### TASK DESCRIPTION
Please repeat every entry, keeping each one exactly the same.

### GIVEN ENTRIES
• • •

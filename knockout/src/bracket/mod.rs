//! Knockout bracket engine.
//!
//! A tournament's competitors are split into two groups (A and B), each
//! playing its own elimination tree down to a group semifinal. The two group
//! winners meet in the final; the two semifinal losers meet for third place.
//!
//! Rounds are numbered by distance from the final: the final is round 1, the
//! third-place match round 0, and the first round played is the largest
//! number. Slots in rounds with an odd number of entering competitors may be
//! flagged as byes and are awarded to their lone occupant without a score.
//!
//! ## Example
//!
//! ```no_run
//! use knockout::bracket::{BracketManager, Draw};
//! use knockout::db::MemoryBracketStore;
//! use std::sync::Arc;
//!
//! #[tokio::main]
//! async fn main() -> Result<(), Box<dyn std::error::Error>> {
//!     let store = Arc::new(MemoryBracketStore::new());
//!     let manager = BracketManager::with_draw(store, Draw::ordered());
//!
//!     let tournament = manager.create_tournament("Spring Open").await?;
//!     for name in ["Ana", "Bo", "Cy", "Di"] {
//!         manager.register_competitor(tournament.id, name).await?;
//!     }
//!
//!     let slots = manager.bracket(tournament.id).await?;
//!     println!("{} slots", slots.len());
//!
//!     Ok(())
//! }
//! ```

pub mod builder;
pub mod byes;
pub mod draw;
pub mod errors;
pub mod manager;
pub mod models;
pub mod plan;
pub mod progression;
pub mod results;

pub use builder::{BuildSummary, MIN_COMPETITORS};
pub use draw::Draw;
pub use errors::{BracketError, BracketResult};
pub use manager::{BracketManager, BracketView};
pub use models::{
    BracketSlot, Competitor, CompetitorId, FINAL_ROUND, Group, LAST_GROUP_ROUND, RoundLabel,
    Seat, SlotFilter, SlotId, SlotSpec, SlotState, SlotUpdate, Standings, THIRD_PLACE_ROUND,
    Tournament, TournamentFilter, TournamentId,
};
pub use plan::{BracketPlan, first_round_number};
pub use progression::Advancement;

• • •

### RESPONSE AREA
filename knockout/src/bracket/mod.rs
//! Knockout bracket engine.
//!
//! A tournament's competitors are split into two groups (A and B), each
//! playing its own elimination tree down to a group semifinal. The two group
//! winners meet in the final; the two semifinal losers meet for third place.
//!
//! Rounds are numbered by distance from the final: the final is round 1, the
//! third-place match round 0, and the first round played is the largest
//! number. Slots in rounds with an odd number of entering competitors may be
//! flagged as byes and are awarded to their lone occupant without a score.
//!
//! ## Example
//!
//! ```no_run
//! use knockout::bracket::{BracketManager, Draw};
//! use knockout::db::MemoryBracketStore;
//! use std::sync::Arc;
//!
//! #[tokio::main]
//! async fn main() -> Result<(), Box<dyn std::error::Error>> {
//!     let store = Arc::new(MemoryBracketStore::new());
//!     let manager = BracketManager::with_draw(store, Draw::ordered());
//!
//!     let tournament = manager.create_tournament("Spring Open").await?;
//!     for name in ["Ana", "Bo", "Cy", "Di"] {
//!         manager.register_competitor(tournament.id, name).await?;
//!     }
//!
//!     let slots = manager.bracket(tournament.id).await?;
//!     println!("{} slots", slots.len());
//!
//!     Ok(())
//! }
//! ```

pub mod builder;
pub mod byes;
pub mod draw;
pub mod errors;
pub mod manager;
pub mod models;
pub mod plan;
pub mod progression;
pub mod results;

pub use builder::{BuildSummary, MIN_COMPETITORS};
pub use draw::Draw;
pub use errors::{BracketError, BracketResult};
pub use manager::{BracketManager, BracketView};
pub use models::{
    BracketSlot, Competitor, CompetitorId, FINAL_ROUND, Group, LAST_GROUP_ROUND, RoundLabel,
    Seat, SlotFilter, SlotId, SlotSpec, SlotState, SlotUpdate, Standings, THIRD_PLACE_ROUND,
    Tournament, TournamentFilter, TournamentId,
};
pub use plan::{BracketPlan, first_round_number};
pub use progression::Advancement;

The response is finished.